Congenital heart disease affects approximately 1% of infants, with an incidence estimated at close to ten times that level among stillbirths. Heart defects are seen both as isolated findings and components of syndromes. Several chromosomal syndromes include heart defects as consistent parts of the phenotype. Examples of such syndromes include Down syndrome (AV canal defects), DiGeorge/velocardiofacial (conotruncal defects), Williams syndrome (supravalvular aortic stenosis, pulmonary vascular involvement), and Alagille syndrome (pulmonary artery defects). Identifying the specific genes involved in these and other complex developmental disorders have contributed to our understanding of the molecular processes involved in cardiac development. Human telomeres and subtelomeres have a unique structure consisting of multiple classes of DNA sequence repeats, as well as single copy sequences. These unique sequence regions are highly gene rich and prone to breakage and rearrangement. Consequences of this chromosome breakage have been shown to result in human disease. The development of molecular probe sets that permit the analysis of the integrity of the subtelomeric regions using fluorescence in situ hybridization (FISH) technology has recently advanced the clinical diagnosis of patients with these types of chromosomal rearrangements. Through the use of this testing we have identified over 40 cases of subtelomeric rearrangements. Twenty-five percent of these individuals have congenital heart defects. We have begun to molecularly characterize the deletion boundaries in those cases with a consistent finding of congenital heart defects (specifically chromosome 6p associated with atrial septal defects and pulmonary artery abnormalities, and 9q associated with conotruncal defects). We propose to study a cohort of patients with subtelomeric rearrangements and congenital heart defects, characterize their deletion boundaries, and identify genes within these deletions that are responsible for cardiac defects when mutated. We hypothesize that these studies will lead to the identification of genes responsible for normal cardiac development that when mutated will be responsible for both syndromic and isolated forms of congenital heart defects.

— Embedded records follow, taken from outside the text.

descriptor_message! {
    /// Request sent by protoc to a plugin on stdin.
    /// Corresponds to google.protobuf.compiler.CodeGeneratorRequest.
    pub struct CodeGeneratorRequest {
        /// Files named on the protoc command line. Code is generated only for these.
        file_to_generate: repeated_string = 1,
        /// The plugin parameter passed with `--tightbuf_opt`.
        parameter: string = 2,
        /// Every file in `file_to_generate` and everything it imports, in
        /// topological order.
        proto_file: repeated_message<FileDescriptorProto> = 15,
    }
}

descriptor_message! {
    /// Response written by a plugin to stdout.
    /// Corresponds to google.protobuf.compiler.CodeGeneratorResponse.
    pub struct CodeGeneratorResponse {
        /// Set when generation failed; protoc reports it and writes nothing.
        error: string = 1,
        supported_features: uint64 = 2,
        file: repeated_message<CodeGeneratorResponseFile> = 15,
    }
}

descriptor_message! {
    /// Corresponds to google.protobuf.compiler.CodeGeneratorResponse.File.
    pub struct CodeGeneratorResponseFile {
        name: string = 1,
        insertion_point: string = 2,
        content: string = 15,
    }
}

/// `CodeGeneratorResponse.Feature.FEATURE_PROTO3_OPTIONAL`.
pub const FEATURE_PROTO3_OPTIONAL: u64 = 1;

impl FieldDescriptorProto {
    /// Missing or unrecognized labels read as `Optional`.
    pub fn label(&self) -> Label {
        self.label.and_then(Label::from_i32).unwrap_or(Label::Optional)
    }

    pub fn field_type(&self) -> Option<Type> {
        self.r#type.and_then(Type::from_i32)
    }

    /// The explicit `[packed = ...]` option, if any.
    pub fn packed_option(&self) -> Option<bool> {
        self.options.as_ref().and_then(|o| o.packed)
    }

    /// The oneof this field belongs to, ignoring the synthetic oneofs protoc
    /// creates for proto3 `optional` fields.
    pub fn real_oneof_index(&self) -> Option<usize> {
        if self.proto3_optional.unwrap_or(false) {
            return None;
        }
        self.oneof_index.and_then(|i| usize::try_from(i).ok())
    }
}

impl DescriptorProto {
    pub fn is_map_entry(&self) -> bool {
        self.options.as_ref().and_then(|o| o.map_entry).unwrap_or(false)
    }
}

impl FileDescriptorProto {
    pub fn is_proto3(&self) -> bool {
        self.syntax.as_deref() == Some("proto3")
    }
}

/// `FieldDescriptorProto.Type`.
#[derive(Debug, Clone, Copy, PartialEq, Eq)]
#[repr(i32)]
pub enum Type {
    Double = 1,
    Float = 2,
    Int64 = 3,
    Uint64 = 4,
    Int32 = 5,
    Fixed64 = 6,
    Fixed32 = 7,
    Bool = 8,
    String = 9,
    Group = 10,
    Message = 11,
    Bytes = 12,
    Uint32 = 13,
    Enum = 14,
    Sfixed32 = 15,
    Sfixed64 = 16,
    Sint32 = 17,
    Sint64 = 18,
}

impl Type {
    pub fn from_i32(value: i32) -> Option<Self> {
        match value {
            1 => Some(Self::Double),
            2 => Some(Self::Float),
            3 => Some(Self::Int64),
            4 => Some(Self::Uint64),
            5 => Some(Self::Int32),
            6 => Some(Self::Fixed64),
            7 => Some(Self::Fixed32),
            8 => Some(Self::Bool),
            9 => Some(Self::String),
            10 => Some(Self::Group),
            11 => Some(Self::Message),
            12 => Some(Self::Bytes),
            13 => Some(Self::Uint32),
            14 => Some(Self::Enum),
            15 => Some(Self::Sfixed32),
            16 => Some(Self::Sfixed64),
            17 => Some(Self::Sint32),
            18 => Some(Self::Sint64),
            _ => None,
        }
    }
}

/// `FieldDescriptorProto.Label`.
#[derive(Debug, Clone, Copy, PartialEq, Eq)]
#[repr(i32)]
pub enum Label {
    Optional = 1,
    Required = 2,
    Repeated = 3,
}

impl Label {
    pub fn from_i32(value: i32) -> Option<Self> {
        match value {
            1 => Some(Self::Optional),
            2 => Some(Self::Required),
            3 => Some(Self::Repeated),
            _ => None,
        }
    }
}

#[cfg(test)]
mod tests {
    use super::*;

    #[test]
    fn test_decode_field_descriptor() {
        // name: "id", number: 1, label: OPTIONAL, type: INT32, json_name: "id"
        let bytes = [
            0x0A, 0x02, b'i', b'd', 0x18, 0x01, 0x20, 0x01, 0x28, 0x05, 0x52, 0x02, b'i', b'd',
        ];
        let field = FieldDescriptorProto::parse_from(&bytes).unwrap();
        assert_eq!(field.name.as_deref(), Some("id"));
        assert_eq!(field.number, Some(1));
        assert_eq!(field.label(), Label::Optional);
        assert_eq!(field.field_type(), Some(Type::Int32));
        assert_eq!(field.json_name.as_deref(), Some("id"));
    }

    #[test]
    fn test_unknown_fields_are_skipped() {
        // name: "E", options (field 3, ignored): { 0x08 0x01 }, value: { name: "A", number: 0 }
        let bytes = [
            0x0A, 0x01, b'E', 0x1A, 0x02, 0x08, 0x01, 0x12, 0x05, 0x0A, 0x01, b'A', 0x10, 0x00,
        ];
        let enumeration = EnumDescriptorProto::parse_from(&bytes).unwrap();
        assert_eq!(enumeration.name.as_deref(), Some("E"));
        assert_eq!(enumeration.value.len(), 1);
        assert_eq!(enumeration.value[0].number, Some(0));
    }

    #[test]
    fn test_wrong_wire_type_is_skipped() {
        // number (3) sent as a length-delimited field.
        let bytes = [0x1A, 0x01, 0x07, 0x18, 0x04];
        let field = FieldDescriptorProto::parse_from(&bytes).unwrap();
        assert_eq!(field.number, Some(4));
    }

    #[test]
    fn test_request_roundtrip() {
        let request = CodeGeneratorRequest {
            file_to_generate: vec!["a.proto".to_string()],
            parameter: Some("indent=2".to_string()),
            proto_file: vec![FileDescriptorProto {
                name: Some("a.proto".to_string()),
                package: Some("a".to_string()),
                message_type: vec![DescriptorProto {
                    name: Some("M".to_string()),
                    field: vec![FieldDescriptorProto {
                        name: Some("x".to_string()),
                        number: Some(1),
                        r#type: Some(Type::Sint64 as i32),
                        options: Some(FieldOptions { packed: Some(true) }),
                        proto3_optional: Some(true),
                        ..Default::default()
                    }],
                    options: Some(MessageOptions {
                        map_entry: Some(false),
                    }),
                    ..Default::default()
                }],
                syntax: Some("proto3".to_string()),
                ..Default::default()
            }],
        };

        let bytes = request.to_vec();
        assert_eq!(bytes.len(), request.encoded_len());
        assert_eq!(CodeGeneratorRequest::parse_from(&bytes).unwrap(), request);
    }

    #[test]
    fn test_truncated_descriptor_set() {
        // file: claims 4 bytes, only 1 follows.
        let bytes = [0x0A, 0x04, 0x0A];
        assert_eq!(
            FileDescriptorSet::parse_from(&bytes),
            Err(DecodeError::Truncated)
        );
    }

    #[test]
    fn test_real_oneof_index_ignores_synthetic() {
        let synthetic = FieldDescriptorProto {
            oneof_index: Some(0),
            proto3_optional: Some(true),
            ..Default::default()
        };
        assert_eq!(synthetic.real_oneof_index(), None);

        let member = FieldDescriptorProto {
            oneof_index: Some(1),
            ..Default::default()
        };
        assert_eq!(member.real_oneof_index(), Some(1));
    }
}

先天性心脏病影响大约 1% 的婴儿，估计死产的发病率接近十倍。心脏缺陷既被视为孤立的发现，又被视为综合征的组成部分。一些染色体综合征包括心脏缺陷作为表型的一致部分。此类综合征的例子包括唐氏综合征（AV 管缺陷）、DiGeorge/velocardiofacial（圆锥动脉干缺陷）、Williams 综合征（瓣膜上主动脉狭窄、肺血管受累）和 Alagille 综合征（肺动脉缺陷）。识别与这些和其他相关的特定基因 复杂的发育障碍有助于我们了解心脏发育中涉及的分子过程。人类端粒和亚端粒具有独特的结构，由多类 DNA 序列重复以及单拷贝序列组成。这些独特的序列区域基因丰富，容易断裂和重排。这种染色体断裂的后果已被证明会导致人类疾病。开发允许完整性分析的分子探针组 最近，使用荧光原位杂交 (FISH) 技术对亚端粒区域进行分析，促进了此类染色体重排患者的临床诊断。通过使用此测试，我们已经鉴定了 40 多个亚端粒重排病例。这些人中有百分之二十五患有先天性心脏病。我们已经开始对这些病例中的缺失边界进行分子表征，并一致发现先天性心脏缺陷（特别是与房间隔缺损和肺动脉异常相关的 6p 染色体，以及与圆锥干缺陷相关的 9q 染色体）。我们建议研究一组患有亚端粒重排和先天性心脏缺陷的患者，描述他们的缺失边界，并识别这些缺失中在突变时导致心脏缺陷的基因。我们假设这些研究将导致识别负责正常心脏发育的基因，这些基因突变时将导致综合征型和孤立型先天性心脏缺陷。